On Saturday, Dennis dealt a glancing blow to the Florida Keys,
knocking out power and leaving streets flooded with seaweed.
The hurricane also was blamed for at least 20 deaths in Haiti
and Cuba, where the storm hit as a Category 4 storm with
145-mph winds.

Cuban state radio said hundreds of homes around Cuba’s
southeastern coast had been destroyed or heavily damaged, and
civil defense officials said more than 1.5 million people had
fled their homes. At least 100 people were missing in Haiti
following floods, mudslides and the collapse of a bridge
triggered by Hurricane Dennis, a U.N. official said.

For the U.S. Gulf Coast, it carried a threat of more than a
half-foot of rain plus waves and storm surge that could be more
than a story high when it makes landfall Sunday.
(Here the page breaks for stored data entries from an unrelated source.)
//! Uniform grid broad phase
//!
//! Each axis is cut into cells of a fixed stride. A tracked box occupies a
//! half-open range of cells on every axis; a search collects the ids found in
//! the query's cell range on each axis and intersects the per-axis sets.
//! A 2D grid ignores the Z axis entirely.
//!
//! Boxes reaching past [`CELL_LIMIT`] cells from the origin, or wider than
//! [`MAX_TRACKED_SPAN`] cells on an axis, are kept in an overflow list and
//! scanned linearly.

use std::collections::{HashMap, HashSet};

use crate::foundation::logging::warn;
use crate::foundation::math::{Vec3, AABB};
use crate::foundation::registry::RefId;
use crate::physics::collision_layers::CollisionFilter;
use crate::physics::collision_system::CollisionError;

use super::spatial_query::{BroadPhase, BroadPhaseResult};

/// Largest cell index, in either direction, a box may occupy
pub const CELL_LIMIT: f32 = 16_777_216.0;

/// Most cells a box may span on one axis
pub const MAX_TRACKED_SPAN: usize = 1024;

#[derive(Debug, Clone, Copy, PartialEq, Eq)]
struct CellRange {
    begin: i32,
    end: i32,
}

impl CellRange {
    /// Cells covering `[low, high]`, clamped to the index limit
    #[allow(clippy::cast_possible_truncation)]
    fn clamped(low: f32, high: f32, stride: f32) -> Self {
        let cell = |value: f32| (value / stride).floor().clamp(-CELL_LIMIT, CELL_LIMIT) as i32;
        Self {
            begin: cell(low),
            end: cell(high) + 1,
        }
    }

    /// Cells covering `[low, high]`, or `None` if that range cannot be indexed
    fn tracked(low: f32, high: f32, stride: f32) -> Option<Self> {
        let indexable = |value: f32| (-CELL_LIMIT..=CELL_LIMIT).contains(&(value / stride).floor());
        if !indexable(low) || !indexable(high) {
            return None;
        }
        let range = Self::clamped(low, high, stride);
        (range.width() <= MAX_TRACKED_SPAN).then_some(range)
    }

    fn width(&self) -> usize {
        usize::try_from(self.end - self.begin).unwrap_or(0)
    }

    fn contains(&self, cell: i32) -> bool {
        cell >= self.begin && cell < self.end
    }
}

#[derive(Debug, Clone)]
struct Axis {
    stride: f32,
    ranges: HashMap<RefId, CellRange>,
    cells: HashMap<i32, HashSet<RefId>>,
}

impl Axis {
    fn new(stride: f32) -> Self {
        Self {
            stride,
            ranges: HashMap::new(),
            cells: HashMap::new(),
        }
    }

    fn track(&mut self, id: RefId, current: CellRange) {
        let previous = self.ranges.insert(id, current);
        if previous == Some(current) {
            return;
        }

        if let Some(previous) = previous {
            for cell in previous.begin..previous.end {
                if !current.contains(cell) {
                    self.unlink(id, cell);
                }
            }
        }
        for cell in current.begin..current.end {
            if !previous.is_some_and(|previous| previous.contains(cell)) {
                self.cells.entry(cell).or_default().insert(id);
            }
        }
    }

    fn untrack(&mut self, id: RefId) -> bool {
        let Some(range) = self.ranges.remove(&id) else {
            return false;
        };
        for cell in range.begin..range.end {
            self.unlink(id, cell);
        }
        true
    }

    fn unlink(&mut self, id: RefId, cell: i32) {
        if let Some(ids) = self.cells.get_mut(&cell) {
            ids.remove(&id);
            if ids.is_empty() {
                self.cells.remove(&cell);
            }
        }
    }

    fn search(&self, low: f32, high: f32) -> HashSet<RefId> {
        let range = CellRange::clamped(low, high, self.stride);
        // Walk whichever is smaller: the query's cells or the occupied ones
        if range.width() > self.cells.len() {
            self.cells
                .iter()
                .filter(|(cell, _)| range.contains(**cell))
                .flat_map(|(_, ids)| ids)
                .copied()
                .collect()
        } else {
            (range.begin..range.end)
                .filter_map(|cell| self.cells.get(&cell))
                .flatten()
                .copied()
                .collect()
        }
    }
}

/// Broad phase over a uniform 2D or 3D grid
#[derive(Debug, Clone)]
pub struct GridBroadPhase {
    axes: Vec<Axis>,
    /// Boxes too far out or too wide for the cells
    overflow: HashMap<RefId, AABB>,
}

impl GridBroadPhase {
    /// Create a grid over the first `dimension` axes with the given cell size
    pub fn new(dimension: usize, cell: Vec3) -> Result<Self, CollisionError> {
        if !(2..=3).contains(&dimension) {
            return Err(CollisionError::InvalidBroadPhase(format!(
                "grid dimension must be 2 or 3, got {dimension}"
            )));
        }
        if let Some(axis) = (0..dimension).find(|&axis| cell[axis] <= 0.0) {
            return Err(CollisionError::InvalidBroadPhase(format!(
                "grid cell size must be positive, axis {axis} is {}",
                cell[axis]
            )));
        }
        Ok(Self {
            axes: (0..dimension).map(|axis| Axis::new(cell[axis])).collect(),
            overflow: HashMap::new(),
        })
    }

    /// Number of axes
    pub fn dimension(&self) -> usize {
        self.axes.len()
    }

    /// Number of ids kept outside the cells
    pub fn overflow_count(&self) -> usize {
        self.overflow.len()
    }

    fn track(&mut self, id: RefId, position: Vec3, aabb_size: Vec3) {
        let aabb = AABB::from_center_size(position, aabb_size);
        let ranges: Option<Vec<CellRange>> = self
            .axes
            .iter()
            .enumerate()
            .map(|(index, axis)| CellRange::tracked(aabb.min[index], aabb.max[index], axis.stride))
            .collect();

        if let Some(ranges) = ranges {
            self.overflow.remove(&id);
            for (axis, range) in self.axes.iter_mut().zip(ranges) {
                axis.track(id, range);
            }
        } else {
            if self.overflow.insert(id, aabb).is_none() {
                warn!("Rigidbody({id}) at {position:?} does not fit the grid cells");
            }
            for axis in &mut self.axes {
                axis.untrack(id);
            }
        }
    }

    /// Whether two boxes overlap on the grid's axes
    fn overlaps(&self, a: &AABB, b: &AABB) -> bool {
        (0..self.axes.len()).all(|index| a.min[index] <= b.max[index] && a.max[index] >= b.min[index])
    }

    fn search_box(&self, aabb: &AABB) -> HashSet<RefId> {
        let mut candidates = self.search_cells(aabb);
        candidates.extend(
            self.overflow
                .iter()
                .filter(|(_, tracked)| self.overlaps(tracked, aabb))
                .map(|(id, _)| *id),
        );
        candidates
    }

    fn search_cells(&self, aabb: &AABB) -> HashSet<RefId> {
        let mut axes = self.axes.iter().enumerate();
        let Some((index, first)) = axes.next() else {
            return HashSet::new();
        };
        let mut candidates = first.search(aabb.min[index], aabb.max[index]);
        for (index, axis) in axes {
            if candidates.is_empty() {
                break;
            }
            let on_axis = axis.search(aabb.min[index], aabb.max[index]);
            candidates.retain(|id| on_axis.contains(id));
        }
        candidates
    }
}

impl BroadPhase for GridBroadPhase {
    fn create(&mut self, id: RefId, position: Vec3, aabb_size: Vec3) {
        self.track(id, position, aabb_size);
    }

    fn update(&mut self, id: RefId, position: Vec3, aabb_size: Vec3) {
        self.track(id, position, aabb_size);
    }

    fn remove(&mut self, id: RefId) {
        let mut removed = self.overflow.remove(&id).is_some();
        for axis in &mut self.axes {
            removed |= axis.untrack(id);
        }
        assert!(removed, "Rigidbody({id}) is not tracked by this grid broad phase");
    }

    fn search(&self, position: Vec3, aabb_size: Vec3, _collision_filter: Option<&CollisionFilter>) -> BroadPhaseResult {
        BroadPhaseResult::from_dynamic(self.search_box(&AABB::from_center_size(position, aabb_size)))
    }

    fn ray_cast(&self, from: Vec3, to: Vec3, _collision_filter: Option<&CollisionFilter>) -> BroadPhaseResult {
        BroadPhaseResult::from_dynamic(self.search_box(&AABB::from_points(from, to)))
    }

    fn contains(&self, id: RefId) -> bool {
        self.overflow.contains_key(&id)
            || self
                .axes
                .first()
                .is_some_and(|axis| axis.ranges.contains_key(&id))
    }

    fn len(&self) -> usize {
        self.overflow.len() + self.axes.first().map_or(0, |axis| axis.ranges.len())
    }
}

#[cfg(test)]
mod tests {
    use super::*;
    use crate::foundation::math::splat;

    fn id(raw: u64) -> RefId {
        RefId::from_u64(raw)
    }

    fn grid() -> GridBroadPhase {
        GridBroadPhase::new(3, splat(10.0)).expect("valid grid")
    }

    #[test]
    fn test_rejects_bad_dimension_and_cell() {
        assert!(matches!(
            GridBroadPhase::new(4, splat(10.0)),
            Err(CollisionError::InvalidBroadPhase(_))
        ));
        assert!(GridBroadPhase::new(2, Vec3::new(10.0, 0.0, 0.0)).is_err());
        // Z is ignored by a 2D grid
        assert!(GridBroadPhase::new(2, Vec3::new(10.0, 10.0, 0.0)).is_ok());
    }

    #[test]
    fn test_search_intersects_axes() {
        let mut grid = grid();
        grid.create(id(1), Vec3::new(5.0, 5.0, 5.0), splat(2.0));
        // Same x cells, far away on y
        grid.create(id(2), Vec3::new(5.0, 95.0, 5.0), splat(2.0));

        let result = grid.search(Vec3::new(3.0, 3.0, 3.0), splat(2.0), None);
        assert_eq!(result.dynamic_candidates, HashSet::from([id(1)]));
        assert_eq!(grid.len(), 2);
    }

    #[test]
    fn test_update_moves_between_cells() {
        let mut grid = grid();
        grid.create(id(1), Vec3::new(5.0, 5.0, 5.0), splat(2.0));

        grid.update(id(1), Vec3::new(45.0, 5.0, 5.0), splat(2.0));
        assert!(grid.search(Vec3::new(5.0, 5.0, 5.0), splat(2.0), None).is_empty());
        assert!(!grid.search(Vec3::new(45.0, 5.0, 5.0), splat(2.0), None).is_empty());

        // Spanning a cell boundary keeps the id in both cells
        grid.update(id(1), Vec3::new(50.0, 5.0, 5.0), splat(2.0));
        assert!(!grid.search(Vec3::new(45.0, 5.0, 5.0), splat(1.0), None).is_empty());
        assert!(!grid.search(Vec3::new(55.0, 5.0, 5.0), splat(1.0), None).is_empty());
    }

    #[test]
    fn test_negative_coordinates() {
        let mut grid = grid();
        grid.create(id(1), Vec3::new(-5.0, -5.0, -5.0), splat(2.0));
        assert!(grid.search(Vec3::new(5.0, 5.0, 5.0), splat(2.0), None).is_empty());
        assert!(!grid.search(Vec3::new(-4.0, -4.0, -4.0), splat(1.0), None).is_empty());
    }

    #[test]
    fn test_ray_cast_searches_segment_bounds() {
        let mut grid = grid();
        grid.create(id(1), Vec3::new(50.0, 0.0, 0.0), splat(20.0));
        grid.create(id(2), Vec3::new(50.0, 80.0, 0.0), splat(20.0));

        let result = grid.ray_cast(Vec3::zeros(), Vec3::new(100.0, 0.0, 0.0), None);
        assert_eq!(result.dynamic_candidates, HashSet::from([id(1)]));
    }

    #[test]
    fn test_remove() {
        let mut grid = grid();
        grid.create(id(1), Vec3::zeros(), splat(2.0));
        assert!(grid.contains(id(1)));

        grid.remove(id(1));
        assert!(!grid.contains(id(1)));
        assert!(grid.is_empty());
    }

    #[test]
    fn test_far_body_overflows() {
        let mut grid = grid();
        grid.create(id(1), Vec3::new(3.0e10, 0.0, 0.0), splat(2.0));
        grid.create(id(2), Vec3::zeros(), splat(2.0));
        assert!(grid.contains(id(1)));
        assert_eq!(grid.overflow_count(), 1);
        assert_eq!(grid.len(), 2);

        let far = grid.search(Vec3::new(3.0e10, 0.0, 0.0), splat(4.0), None);
        assert_eq!(far.dynamic_candidates, HashSet::from([id(1)]));
        let near = grid.search(Vec3::zeros(), splat(4.0), None);
        assert_eq!(near.dynamic_candidates, HashSet::from([id(2)]));

        // Moving back within the cells leaves the overflow list
        grid.update(id(1), Vec3::new(20.0, 0.0, 0.0), splat(2.0));
        assert_eq!(grid.overflow_count(), 0);
        assert!(grid.search(Vec3::new(3.0e10, 0.0, 0.0), splat(4.0), None).is_empty());
        assert!(!grid.search(Vec3::new(20.0, 0.0, 0.0), splat(1.0), None).is_empty());

        grid.update(id(1), Vec3::new(0.0, -3.0e10, 0.0), splat(2.0));
        grid.remove(id(1));
        assert!(!grid.contains(id(1)));
        assert_eq!(grid.len(), 1);
    }

    #[test]
    fn test_huge_body_overflows() {
        let mut grid = grid();
        // A million cells wide on every axis
        grid.create(id(1), Vec3::zeros(), splat(1.0e7));
        assert_eq!(grid.overflow_count(), 1);

        let result = grid.search(Vec3::new(4.0e6, -4.0e6, 0.0), splat(1.0), None);
        assert_eq!(result.dynamic_candidates, HashSet::from([id(1)]));
        assert!(grid.search(Vec3::new(6.0e6, 0.0, 0.0), splat(1.0), None).is_empty());
    }

    #[test]
    fn test_unbounded_queries() {
        let mut grid = grid();
        grid.create(id(1), Vec3::zeros(), splat(2.0));

        let result = grid.ray_cast(Vec3::new(-1.0e9, 0.0, 0.0), Vec3::new(1.0e9, 0.0, 0.0), None);
        assert_eq!(result.dynamic_candidates, HashSet::from([id(1)]));
        assert!(grid.search(Vec3::new(3.0e10, 0.0, 0.0), splat(2.0), None).is_empty());
    }

    #[test]
    #[should_panic(expected = "is not tracked")]
    fn test_remove_unknown_panics() {
        grid().remove(id(3));
    }
}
On Saturday,
Dennis was a Category 2 hurricane with a top sustained wind of
100 mph, but National Hurricane Center forecasters said it
could strengthen into a Category 3 by landfall.
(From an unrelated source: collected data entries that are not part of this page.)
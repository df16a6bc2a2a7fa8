//! # Collision Engine
//!
//! Incremental collision resolution with contact begin/end notifications.
//!
//! ## Features
//!
//! - **Pluggable broad phases**: uniform grid and octree, each gated by a collision filter
//! - **Pluggable narrow phase**: balls and oriented boxes out of the box
//! - **Incremental resolution**: only bodies that moved, turned or resized are re-tested
//! - **Contact notifications**: exactly one begin and one end per contact and receiver
//! - **Ray casting**: nearest-first hits across every broad phase
//!
//! ## Quick Start
//!
//! ```rust,no_run
//! use collision_engine::prelude::*;
//!
//! fn main() -> Result<(), Box<dyn std::error::Error>> {
//!     let config = ColliderConfig::default();
//!     let mut engine = CollisionEngine::from_config(&config, PrimitiveNarrowPhase::new())?;
//!
//!     let recorder = std::rc::Rc::new(ContactRecorder::new());
//!     let body = engine.create_body(
//!         BodyType::DYNAMIC,
//!         Shape::new(ShapeType::BALL, Vec3::repeat(1.0)),
//!         constant(Vec3::zeros()),
//!         constant(Quat::identity()),
//!         None,
//!         None,
//!     )?;
//!     body.set_collision_callback(Some(recorder.clone()));
//!
//!     engine.update();
//!     println!("{} contacts", recorder.collision_count());
//!     Ok(())
//! }
//! ```

#![warn(missing_docs)]
#![warn(clippy::all, clippy::pedantic, clippy::nursery)]
#![allow(clippy::module_name_repetitions, clippy::similar_names, clippy::too_many_arguments)]

pub mod config;
pub mod foundation;
pub mod physics;
pub mod spatial;

/// Common imports for engine users
pub mod prelude {
    pub use crate::{
        config::{ColliderConfig, Config},
        foundation::{
            math::{Quat, Vec3, AABB},
            registry::RefId,
            variable::{constant, Settable, SharedVar, Variable},
        },
        physics::{
            BodyType, CollisionCallback, CollisionEngine, CollisionError, CollisionFilter, CollisionLayers,
            CollisionManifold, ContactRecorder, KinematicController, PrimitiveNarrowPhase, RayCastManifold, Rigidbody,
            Shape, ShapeType,
        },
        spatial::{BroadPhase, GridBroadPhase, OctreeBroadPhase},
    };
}
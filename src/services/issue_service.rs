use anyhow::{Context, Result};
use sqlx::{Pool, Row, Sqlite};

use crate::models::issue_model::Issue;

/// Lectura de issues (el núcleo nunca los modifica).
#[derive(Clone, Debug)]
pub struct IssueService {
    db_pool: Pool<Sqlite>,
}

impl IssueService {
    pub fn new(db_pool: Pool<Sqlite>) -> Self {
        IssueService { db_pool }
    }

    pub async fn get_issue(&self, issue_id: &str) -> Result<Option<Issue>> {
        let row = sqlx::query(
            r#"
            SELECT i.id, i.project_id, p.name AS project_name,
                   i.calculated_type, i.calculated_value
            FROM issues i
            JOIN projects p ON p.id = i.project_id
            WHERE i.id = ?1
            "#,
        )
        .bind(issue_id)
        .fetch_optional(&self.db_pool)
        .await
        .context("Error leyendo issue")?;

        let Some(r) = row else {
            return Ok(None);
        };

        Ok(Some(Issue {
            id: r.try_get("id")?,
            project_id: r.try_get("project_id")?,
            project_name: r.try_get("project_name")?,
            calculated_type: r.try_get("calculated_type")?,
            calculated_value: r.try_get("calculated_value")?,
        }))
    }
}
In Alabama, about 500,000 people were under evacuation orders,
as were 700,000 in Florida and 190,000 in Mississippi. Florida
Gov.Jeb Bush and Alabama Gov. Bob Riley urged residents to evacuate
if they were told to do so.

Traffic doubled on some Mississippi highways as people fled
inland from the coasts of Florida, Alabama and Louisiana.
Alabama officials turned Interstate 65 into a one-way route
north from the coast to Montgomery.

However, confident that the hurricane would make landfall
farther east, officials in New Orleans told nearly half a
million residents they could stay home. A voluntary evacuation
was lifted for suburban Jefferson Parish, including the barrier
island town of Grand Isle.

“We want you to be somewhat comfortable, but not totally
relaxed,” New Orleans Mayor Ray Nagin said Saturday.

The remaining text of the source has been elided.